Your goal →
Say how many lines in the records include the string "guard", adding no other words.

Exercise materials →

_____

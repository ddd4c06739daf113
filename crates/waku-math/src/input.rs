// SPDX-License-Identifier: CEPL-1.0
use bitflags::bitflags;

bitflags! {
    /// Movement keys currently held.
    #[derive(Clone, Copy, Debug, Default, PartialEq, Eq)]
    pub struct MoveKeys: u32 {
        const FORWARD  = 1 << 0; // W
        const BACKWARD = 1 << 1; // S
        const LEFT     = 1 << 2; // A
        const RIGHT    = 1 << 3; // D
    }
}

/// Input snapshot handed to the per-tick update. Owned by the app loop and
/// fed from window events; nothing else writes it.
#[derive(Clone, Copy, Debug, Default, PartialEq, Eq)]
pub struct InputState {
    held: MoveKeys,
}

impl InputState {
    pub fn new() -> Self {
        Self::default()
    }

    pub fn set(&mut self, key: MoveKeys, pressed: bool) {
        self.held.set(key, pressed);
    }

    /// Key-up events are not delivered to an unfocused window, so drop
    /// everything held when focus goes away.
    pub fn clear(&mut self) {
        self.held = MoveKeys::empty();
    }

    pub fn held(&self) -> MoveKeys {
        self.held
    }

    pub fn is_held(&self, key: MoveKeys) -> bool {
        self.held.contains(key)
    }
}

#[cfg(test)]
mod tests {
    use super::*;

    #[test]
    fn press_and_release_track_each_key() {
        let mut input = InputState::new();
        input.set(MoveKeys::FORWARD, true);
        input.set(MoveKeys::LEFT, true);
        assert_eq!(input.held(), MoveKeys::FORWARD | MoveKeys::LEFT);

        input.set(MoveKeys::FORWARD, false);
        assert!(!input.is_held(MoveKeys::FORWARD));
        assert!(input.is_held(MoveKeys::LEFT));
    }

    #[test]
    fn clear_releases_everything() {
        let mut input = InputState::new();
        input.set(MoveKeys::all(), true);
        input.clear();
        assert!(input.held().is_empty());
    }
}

_____

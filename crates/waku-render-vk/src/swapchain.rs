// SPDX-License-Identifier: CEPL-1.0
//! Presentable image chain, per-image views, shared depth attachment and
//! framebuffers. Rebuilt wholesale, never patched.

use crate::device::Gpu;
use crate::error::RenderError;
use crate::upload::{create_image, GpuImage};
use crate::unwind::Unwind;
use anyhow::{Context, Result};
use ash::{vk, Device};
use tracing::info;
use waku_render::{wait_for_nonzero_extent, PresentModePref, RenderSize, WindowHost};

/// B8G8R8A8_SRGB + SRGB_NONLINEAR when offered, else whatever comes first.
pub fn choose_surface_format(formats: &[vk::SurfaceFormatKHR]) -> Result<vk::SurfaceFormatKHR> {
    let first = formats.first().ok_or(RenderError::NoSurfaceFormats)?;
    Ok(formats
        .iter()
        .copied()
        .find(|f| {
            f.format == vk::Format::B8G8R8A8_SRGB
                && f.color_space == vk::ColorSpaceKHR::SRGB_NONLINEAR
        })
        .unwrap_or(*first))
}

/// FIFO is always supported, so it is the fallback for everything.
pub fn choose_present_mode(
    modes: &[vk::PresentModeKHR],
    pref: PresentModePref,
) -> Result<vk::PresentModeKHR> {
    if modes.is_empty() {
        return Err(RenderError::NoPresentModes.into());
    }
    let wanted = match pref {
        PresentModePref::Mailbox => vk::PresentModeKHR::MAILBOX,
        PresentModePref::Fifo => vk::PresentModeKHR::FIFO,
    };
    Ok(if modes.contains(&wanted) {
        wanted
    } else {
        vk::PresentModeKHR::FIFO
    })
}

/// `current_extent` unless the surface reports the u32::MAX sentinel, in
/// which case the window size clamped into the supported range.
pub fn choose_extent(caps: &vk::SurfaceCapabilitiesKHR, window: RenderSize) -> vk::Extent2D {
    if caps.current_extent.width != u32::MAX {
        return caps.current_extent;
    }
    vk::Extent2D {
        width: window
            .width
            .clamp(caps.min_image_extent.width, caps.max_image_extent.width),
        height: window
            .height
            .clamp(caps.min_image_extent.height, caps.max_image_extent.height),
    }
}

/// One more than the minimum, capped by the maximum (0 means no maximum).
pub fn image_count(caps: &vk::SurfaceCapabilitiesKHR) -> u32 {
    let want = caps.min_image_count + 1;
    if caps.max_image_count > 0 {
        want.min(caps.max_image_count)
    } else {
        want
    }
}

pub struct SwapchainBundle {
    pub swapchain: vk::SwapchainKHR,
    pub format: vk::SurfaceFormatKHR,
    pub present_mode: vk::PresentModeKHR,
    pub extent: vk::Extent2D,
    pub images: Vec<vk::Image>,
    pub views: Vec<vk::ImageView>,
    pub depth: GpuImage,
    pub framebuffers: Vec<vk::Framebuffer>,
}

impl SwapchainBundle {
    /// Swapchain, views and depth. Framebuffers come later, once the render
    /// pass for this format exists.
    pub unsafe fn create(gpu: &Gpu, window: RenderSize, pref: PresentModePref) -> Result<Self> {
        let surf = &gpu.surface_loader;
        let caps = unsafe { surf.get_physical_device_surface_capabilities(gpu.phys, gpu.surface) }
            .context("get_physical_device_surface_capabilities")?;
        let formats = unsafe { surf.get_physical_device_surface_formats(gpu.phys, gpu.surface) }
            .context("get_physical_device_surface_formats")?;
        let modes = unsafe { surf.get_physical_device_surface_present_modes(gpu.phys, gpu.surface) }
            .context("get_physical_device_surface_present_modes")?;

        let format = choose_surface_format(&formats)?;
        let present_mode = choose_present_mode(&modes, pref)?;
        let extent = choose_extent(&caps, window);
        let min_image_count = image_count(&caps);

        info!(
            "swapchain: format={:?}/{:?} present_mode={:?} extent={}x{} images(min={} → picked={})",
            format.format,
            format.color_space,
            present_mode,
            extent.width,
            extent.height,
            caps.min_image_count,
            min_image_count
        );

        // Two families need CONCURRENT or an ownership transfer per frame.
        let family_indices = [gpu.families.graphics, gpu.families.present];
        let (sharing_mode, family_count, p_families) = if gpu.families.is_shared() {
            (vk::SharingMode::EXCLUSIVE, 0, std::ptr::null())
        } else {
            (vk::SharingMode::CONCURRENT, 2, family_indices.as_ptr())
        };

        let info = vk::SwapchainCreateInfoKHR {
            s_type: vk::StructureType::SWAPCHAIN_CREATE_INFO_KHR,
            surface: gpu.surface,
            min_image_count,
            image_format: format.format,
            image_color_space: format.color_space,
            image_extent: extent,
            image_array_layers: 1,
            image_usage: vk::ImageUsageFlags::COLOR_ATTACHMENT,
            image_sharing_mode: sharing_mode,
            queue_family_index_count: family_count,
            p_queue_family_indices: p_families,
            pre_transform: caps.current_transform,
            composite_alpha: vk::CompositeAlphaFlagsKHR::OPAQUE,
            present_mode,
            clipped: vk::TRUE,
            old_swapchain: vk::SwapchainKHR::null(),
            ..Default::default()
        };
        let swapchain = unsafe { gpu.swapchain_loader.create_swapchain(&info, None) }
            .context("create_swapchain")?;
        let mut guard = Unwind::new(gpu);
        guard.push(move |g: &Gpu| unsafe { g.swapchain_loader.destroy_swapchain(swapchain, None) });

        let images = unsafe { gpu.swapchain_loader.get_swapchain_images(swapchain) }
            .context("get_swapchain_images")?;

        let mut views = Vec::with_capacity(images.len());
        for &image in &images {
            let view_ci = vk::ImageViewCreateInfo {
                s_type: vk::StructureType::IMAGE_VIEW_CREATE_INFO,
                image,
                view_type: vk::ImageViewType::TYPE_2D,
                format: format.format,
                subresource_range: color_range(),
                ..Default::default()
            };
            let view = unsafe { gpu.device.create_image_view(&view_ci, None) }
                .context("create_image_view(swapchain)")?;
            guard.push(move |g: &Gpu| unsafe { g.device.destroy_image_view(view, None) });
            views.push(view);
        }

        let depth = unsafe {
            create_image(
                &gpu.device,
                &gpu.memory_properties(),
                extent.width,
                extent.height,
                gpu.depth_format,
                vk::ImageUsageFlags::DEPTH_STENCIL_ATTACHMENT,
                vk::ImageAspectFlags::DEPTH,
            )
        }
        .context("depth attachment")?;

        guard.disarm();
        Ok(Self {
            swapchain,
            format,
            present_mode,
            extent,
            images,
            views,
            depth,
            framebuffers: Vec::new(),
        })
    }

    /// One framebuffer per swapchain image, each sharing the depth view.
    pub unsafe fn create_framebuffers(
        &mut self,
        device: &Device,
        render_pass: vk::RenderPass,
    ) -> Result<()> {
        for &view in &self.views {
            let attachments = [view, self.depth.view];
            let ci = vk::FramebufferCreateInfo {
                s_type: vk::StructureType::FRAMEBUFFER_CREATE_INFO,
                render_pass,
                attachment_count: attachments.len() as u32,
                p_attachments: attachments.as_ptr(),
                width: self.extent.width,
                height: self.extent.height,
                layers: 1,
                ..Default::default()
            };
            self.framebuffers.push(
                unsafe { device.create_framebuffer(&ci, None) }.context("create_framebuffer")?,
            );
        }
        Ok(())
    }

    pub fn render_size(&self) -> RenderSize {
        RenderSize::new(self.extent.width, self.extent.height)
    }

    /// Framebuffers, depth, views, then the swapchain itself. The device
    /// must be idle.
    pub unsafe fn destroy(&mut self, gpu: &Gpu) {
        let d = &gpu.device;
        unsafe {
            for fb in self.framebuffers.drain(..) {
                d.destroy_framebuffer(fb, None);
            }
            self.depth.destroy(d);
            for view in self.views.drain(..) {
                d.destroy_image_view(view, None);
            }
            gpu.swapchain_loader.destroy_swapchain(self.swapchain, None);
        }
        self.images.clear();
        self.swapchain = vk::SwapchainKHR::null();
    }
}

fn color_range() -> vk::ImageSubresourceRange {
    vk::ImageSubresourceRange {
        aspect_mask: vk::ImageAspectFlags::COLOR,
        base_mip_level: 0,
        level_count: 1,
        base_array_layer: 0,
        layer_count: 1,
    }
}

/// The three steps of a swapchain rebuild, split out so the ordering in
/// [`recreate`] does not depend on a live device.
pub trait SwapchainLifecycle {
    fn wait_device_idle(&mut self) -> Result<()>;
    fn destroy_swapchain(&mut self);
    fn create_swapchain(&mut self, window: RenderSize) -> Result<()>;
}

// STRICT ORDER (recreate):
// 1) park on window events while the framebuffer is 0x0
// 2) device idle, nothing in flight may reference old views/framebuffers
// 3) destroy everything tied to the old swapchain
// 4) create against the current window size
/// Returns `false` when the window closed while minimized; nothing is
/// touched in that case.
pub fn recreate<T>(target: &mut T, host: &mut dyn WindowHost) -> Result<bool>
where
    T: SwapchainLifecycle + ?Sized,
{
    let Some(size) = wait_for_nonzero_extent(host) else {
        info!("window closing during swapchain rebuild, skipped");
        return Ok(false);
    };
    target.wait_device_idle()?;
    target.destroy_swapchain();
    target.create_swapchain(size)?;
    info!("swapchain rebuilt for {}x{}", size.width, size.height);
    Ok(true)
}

_____

Expected answer →
4